== GIVEN RECORDS ==

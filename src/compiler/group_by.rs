//! GROUP BY / HAVING and ORDER BY.

use super::conditions::CondRenderer;
use super::fragment::Fragment;
use crate::query::{DbQuery, QueryError, Var};

/// Grouping expressions: when an aggregate is selected, every other selected
/// column first, then the explicit group-bys.
pub(super) fn group_by_exprs(query: &DbQuery) -> Vec<String> {
    let explicit: Vec<&Var> = query.group_by_list().iter().filter(|v| !v.grouping).collect();
    let mut exprs = Vec::new();
    if query.has_grouping_column() {
        for var in query.out_vars() {
            if !var.grouping
                && var.is_from_database()
                && !explicit.iter().any(|g| g.same_column(var))
            {
                exprs.push(var.group_by_expr());
            }
        }
    }
    exprs.extend(explicit.iter().map(|v| v.group_by_expr()));
    exprs
}

/// ` GROUP BY ... [HAVING ...]`; HAVING is only emitted with a GROUP BY.
pub(super) fn group_by_clause(
    renderer: &CondRenderer<'_>,
    query: &DbQuery,
) -> Result<Fragment, QueryError> {
    let exprs = group_by_exprs(query);
    if exprs.is_empty() {
        return Ok(Fragment::new());
    }
    let mut clause = Fragment::text(format!(" GROUP BY {}", exprs.join(", ")));
    let having = renderer.render_having(query.having_conds())?;
    if !having.is_empty() {
        clause.push_str(" HAVING ");
        clause.append(having);
    }
    Ok(clause)
}

/// Sort list, or `None` without sort columns.
///
/// A sorted column that is selected is referenced by its result alias. Inside
/// a row-number window the inner query's columns are only reachable by name,
/// so an unselected column is referenced by its column name there.
pub(super) fn order_by_list(query: &DbQuery, in_window: bool) -> Option<String> {
    if query.sort_by_list().is_empty() {
        return None;
    }
    let explicit_select = !query.is_for_update() && !query.out_vars().is_empty();
    let items: Vec<String> = query
        .sort_by_list()
        .iter()
        .map(|sort| {
            let selected = query
                .out_vars()
                .iter()
                .find(|v| explicit_select && v.same_column(&sort.var));
            let key = match selected {
                Some(var) => var.result_alias(),
                None if in_window => sort.var.field.sql_name.clone(),
                None => sort.var.column_expr(),
            };
            format!("{} {}", key, sort.direction)
        })
        .collect();
    Some(items.join(", "))
}
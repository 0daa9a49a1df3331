//! Database dialect detection from driver names
//!
//! The application reports the name of the live database driver once at
//! startup; this module maps it to a [`DialectKind`] and records it as the
//! process-wide dialect read by every compiler built afterwards.

use lazy_static::lazy_static;
use log::{debug, info};
use std::sync::RwLock;

use super::errors::DialectError;
use super::DialectKind;

lazy_static! {
    static ref PROCESS_DIALECT: RwLock<Option<DialectKind>> = RwLock::new(None);
}

impl DialectKind {
    /// Detect the dialect from a driver or product name.
    ///
    /// # Example
    /// ```
    /// use dbquery::dialect::DialectKind;
    ///
    /// assert_eq!(DialectKind::from_driver_name("Oracle JDBC driver").unwrap(), DialectKind::Oracle);
    /// assert_eq!(DialectKind::from_driver_name("jTDS Type 4").unwrap(), DialectKind::SqlServer);
    /// assert!(DialectKind::from_driver_name("SQLite").is_err());
    /// ```
    pub fn from_driver_name(driver: &str) -> Result<Self, DialectError> {
        let upper = driver.to_uppercase();
        let kind = if upper.contains("ORACLE") {
            DialectKind::Oracle
        } else if upper.contains("MYSQL") {
            DialectKind::MySql
        } else if upper.contains("POSTGRESQL") {
            DialectKind::PostgreSql
        } else if upper.contains("DB2") || upper.contains("IBM") || upper.contains("AS/400") {
            DialectKind::Db2
        } else if upper.contains("MICROSOFT") || upper.contains("JTDS") {
            DialectKind::SqlServer
        } else {
            return Err(DialectError::UnsupportedDriver(driver.to_string()));
        };
        debug!("Driver `{}` detected as {}", driver, kind);
        Ok(kind)
    }
}

/// Record the process-wide dialect. Setting the same value twice is accepted;
/// switching to another dialect is refused.
pub fn init_process_dialect(kind: DialectKind) -> Result<(), DialectError> {
    let mut slot = PROCESS_DIALECT.write().unwrap_or_else(|e| e.into_inner());
    match *slot {
        Some(current) if current != kind => Err(DialectError::AlreadyInitialised {
            current,
            requested: kind,
        }),
        Some(_) => Ok(()),
        None => {
            info!("Process dialect set to {}", kind);
            *slot = Some(kind);
            Ok(())
        }
    }
}

/// Detect the dialect from a driver name and record it for the process.
pub fn init_from_driver_name(driver: &str) -> Result<DialectKind, DialectError> {
    let kind = DialectKind::from_driver_name(driver)?;
    init_process_dialect(kind)?;
    Ok(kind)
}

pub fn process_dialect() -> Result<DialectKind, DialectError> {
    let current = *PROCESS_DIALECT.read().unwrap_or_else(|e| e.into_inner());
    current.ok_or(DialectError::NotInitialised)
}

#[doc(hidden)]
pub fn reset_process_dialect() {
    *PROCESS_DIALECT.write().unwrap_or_else(|e| e.into_inner()) = None;
}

===

◆ WHAT TO PRODUCE
Exactly as given, please retype all the entries.

◆ WRITTEN SOLUTION
filename src/compiler/group_by.rs
//! GROUP BY / HAVING and ORDER BY.

use super::conditions::CondRenderer;
use super::fragment::Fragment;
use crate::query::{DbQuery, QueryError, Var};

/// Grouping expressions: when an aggregate is selected, every other selected
/// column first, then the explicit group-bys.
pub(super) fn group_by_exprs(query: &DbQuery) -> Vec<String> {
    let explicit: Vec<&Var> = query.group_by_list().iter().filter(|v| !v.grouping).collect();
    let mut exprs = Vec::new();
    if query.has_grouping_column() {
        for var in query.out_vars() {
            if !var.grouping
                && var.is_from_database()
                && !explicit.iter().any(|g| g.same_column(var))
            {
                exprs.push(var.group_by_expr());
            }
        }
    }
    exprs.extend(explicit.iter().map(|v| v.group_by_expr()));
    exprs
}

/// ` GROUP BY ... [HAVING ...]`; HAVING is only emitted with a GROUP BY.
pub(super) fn group_by_clause(
    renderer: &CondRenderer<'_>,
    query: &DbQuery,
) -> Result<Fragment, QueryError> {
    let exprs = group_by_exprs(query);
    if exprs.is_empty() {
        return Ok(Fragment::new());
    }
    let mut clause = Fragment::text(format!(" GROUP BY {}", exprs.join(", ")));
    let having = renderer.render_having(query.having_conds())?;
    if !having.is_empty() {
        clause.push_str(" HAVING ");
        clause.append(having);
    }
    Ok(clause)
}

/// Sort list, or `None` without sort columns.
///
/// A sorted column that is selected is referenced by its result alias. Inside
/// a row-number window the inner query's columns are only reachable by name,
/// so an unselected column is referenced by its column name there.
pub(super) fn order_by_list(query: &DbQuery, in_window: bool) -> Option<String> {
    if query.sort_by_list().is_empty() {
        return None;
    }
    let explicit_select = !query.is_for_update() && !query.out_vars().is_empty();
    let items: Vec<String> = query
        .sort_by_list()
        .iter()
        .map(|sort| {
            let selected = query
                .out_vars()
                .iter()
                .find(|v| explicit_select && v.same_column(&sort.var));
            let key = match selected {
                Some(var) => var.result_alias(),
                None if in_window => sort.var.field.sql_name.clone(),
                None => sort.var.column_expr(),
            };
            format!("{} {}", key, sort.direction)
        })
        .collect();
    Some(items.join(", "))
}
repository 0daa9a49a1df3331
//! Database dialect detection from driver names
//!
//! The application reports the name of the live database driver once at
//! startup; this module maps it to a [`DialectKind`] and records it as the
//! process-wide dialect read by every compiler built afterwards.

use lazy_static::lazy_static;
use log::{debug, info};
use std::sync::RwLock;

use super::errors::DialectError;
use super::DialectKind;

lazy_static! {
    static ref PROCESS_DIALECT: RwLock<Option<DialectKind>> = RwLock::new(None);
}

impl DialectKind {
    /// Detect the dialect from a driver or product name.
    ///
    /// # Example
    /// ```
    /// use dbquery::dialect::DialectKind;
    ///
    /// assert_eq!(DialectKind::from_driver_name("Oracle JDBC driver").unwrap(), DialectKind::Oracle);
    /// assert_eq!(DialectKind::from_driver_name("jTDS Type 4").unwrap(), DialectKind::SqlServer);
    /// assert!(DialectKind::from_driver_name("SQLite").is_err());
    /// ```
    pub fn from_driver_name(driver: &str) -> Result<Self, DialectError> {
        let upper = driver.to_uppercase();
        let kind = if upper.contains("ORACLE") {
            DialectKind::Oracle
        } else if upper.contains("MYSQL") {
            DialectKind::MySql
        } else if upper.contains("POSTGRESQL") {
            DialectKind::PostgreSql
        } else if upper.contains("DB2") || upper.contains("IBM") || upper.contains("AS/400") {
            DialectKind::Db2
        } else if upper.contains("MICROSOFT") || upper.contains("JTDS") {
            DialectKind::SqlServer
        } else {
            return Err(DialectError::UnsupportedDriver(driver.to_string()));
        };
        debug!("Driver `{}` detected as {}", driver, kind);
        Ok(kind)
    }
}

/// Record the process-wide dialect. Setting the same value twice is accepted;
/// switching to another dialect is refused.
pub fn init_process_dialect(kind: DialectKind) -> Result<(), DialectError> {
    let mut slot = PROCESS_DIALECT.write().unwrap_or_else(|e| e.into_inner());
    match *slot {
        Some(current) if current != kind => Err(DialectError::AlreadyInitialised {
            current,
            requested: kind,
        }),
        Some(_) => Ok(()),
        None => {
            info!("Process dialect set to {}", kind);
            *slot = Some(kind);
            Ok(())
        }
    }
}

/// Detect the dialect from a driver name and record it for the process.
pub fn init_from_driver_name(driver: &str) -> Result<DialectKind, DialectError> {
    let kind = DialectKind::from_driver_name(driver)?;
    init_process_dialect(kind)?;
    Ok(kind)
}

pub fn process_dialect() -> Result<DialectKind, DialectError> {
    let current = *PROCESS_DIALECT.read().unwrap_or_else(|e| e.into_inner());
    current.ok_or(DialectError::NotInitialised)
}

#[doc(hidden)]
pub fn reset_process_dialect() {
    *PROCESS_DIALECT.write().unwrap_or_else(|e| e.into_inner()) = None;
}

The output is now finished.